I love this picture; the color, the detail and the shadows are fantastic. Do you mind if I ask you about HDR? do you use a tripod? How do you do this??? My mind is telling me you used three F stops or something like that. My daughter just started high school and is the photo-journalism class. We got her a Nikon D-3000 and I'd love to tell her how to do this? suggestions? Thanks.... Awesome picture...your's always are!


----------



## sandybottom (Jun 1, 2005)

DeaconDon said:


> I love this picture; the color, the detail and the shadows are fantastic. Do you mind if I ask you about HDR? do you use a tripod? How do you do this??? My mind is telling me you used three F stops or something like that. My daughter just started high school and is the photo-journalism class. We got her a Nikon D-3000 and I'd love to tell her how to do this? suggestions? Thanks.... Awesome picture...your's always are!


Normally yes you would combine 3 images different exposures (on a tripod) then combine them in Layers (Photoshop).
There's a program called Photomatrix and another called Topaz. They are additional plug ins you can buy for your Photoshop editing program.

But for this photo I took hand held, no tripod, and one click in my Topaz plug in.

Here's the link. I think it was around $49.00.

http://www.topazlabs.com/adjust/

It's well worth it!

I used a Nikon 24mm 2.8 lens for this shot.


----------



## sandybottom (Jun 1, 2005)

Here's the other fire truck that was there. Again Topaz is the wizard in this one also!


----------



## sandybottom (Jun 1, 2005)

I redid the first truck. I like this one better.


----------



## Pocketfisherman (May 30, 2005)

I really like the first one best for the texture of the truck's rusty body. But the halo in the blue sky sections along the windshield frame and hood detracts a bit.
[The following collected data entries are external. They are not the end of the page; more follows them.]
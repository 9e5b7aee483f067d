use super::prompt;
use super::session::{self, Session};
use crate::api::mindicador::IndicatorClient;
use crate::db::db::Db;
use crate::db::users::Users;
use crate::libs::auth::{AttemptOutcome, LoginSession};
use crate::libs::messages::Message;
use crate::{msg_bail_anyhow, msg_warning};
use anyhow::Result;
use tracing::info;

pub async fn cmd(db: &Db, client: &IndicatorClient) -> Result<()> {
    let users = Users::new(db);
    let mut login = LoginSession::new();

    let user = loop {
        let credentials = prompt::text(Message::PromptUsername)
            .and_then(|username| Ok((username, prompt::secret(Message::PromptPassword)?)));
        let (username, password) = match credentials {
            Ok(credentials) => credentials,
            Err(error) => {
                login.abort();
                return Err(error);
            }
        };

        match login.attempt(&users, &username, &password)? {
            AttemptOutcome::Granted(user) => break user,
            AttemptOutcome::Denied { remaining, retry_after } => {
                msg_warning!(Message::LoginFailed(remaining));
                tokio::time::sleep(retry_after).await;
            }
            AttemptOutcome::Locked => msg_bail_anyhow!(Message::LoginLocked),
        }
    };

    info!(user = %user.username, role = %user.role.as_str(), "session started");
    session::run(Session { db, client, user }).await
}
Is there a way to minimize the halo but still maintain the body texture?


----------



## danmanfish (Jun 17, 2010)

The 1st one is a classic..


----------



## sandybottom (Jun 1, 2005)

Pocketfisherman said:


> I really like the first one best for the texture of the truck's rusty body. But the halo in the blue sky sections along the windshield frame and hood detracts a bit. Is there a way to minimize the halo but still maintain the body texture?


Yes, I can do it. I'll play with it this weekend. The sky is terrible and I want to fix it.


----------



## Corky (May 22, 2004)

Great pics...passed that place today. My dad's house is about a mile away from there.


----------



## sandybottom (Jun 1, 2005)

Corky said:


> Great pics...passed that place today. My dad's house is about a mile away from there.


It's a nice area IMO. You can have advantage of the great coastal fishing/hunting but the essence of beautiful farm like country all at the same time.

I like Highway 365 because it's in a way a nice short cut to Port Arthur.


----------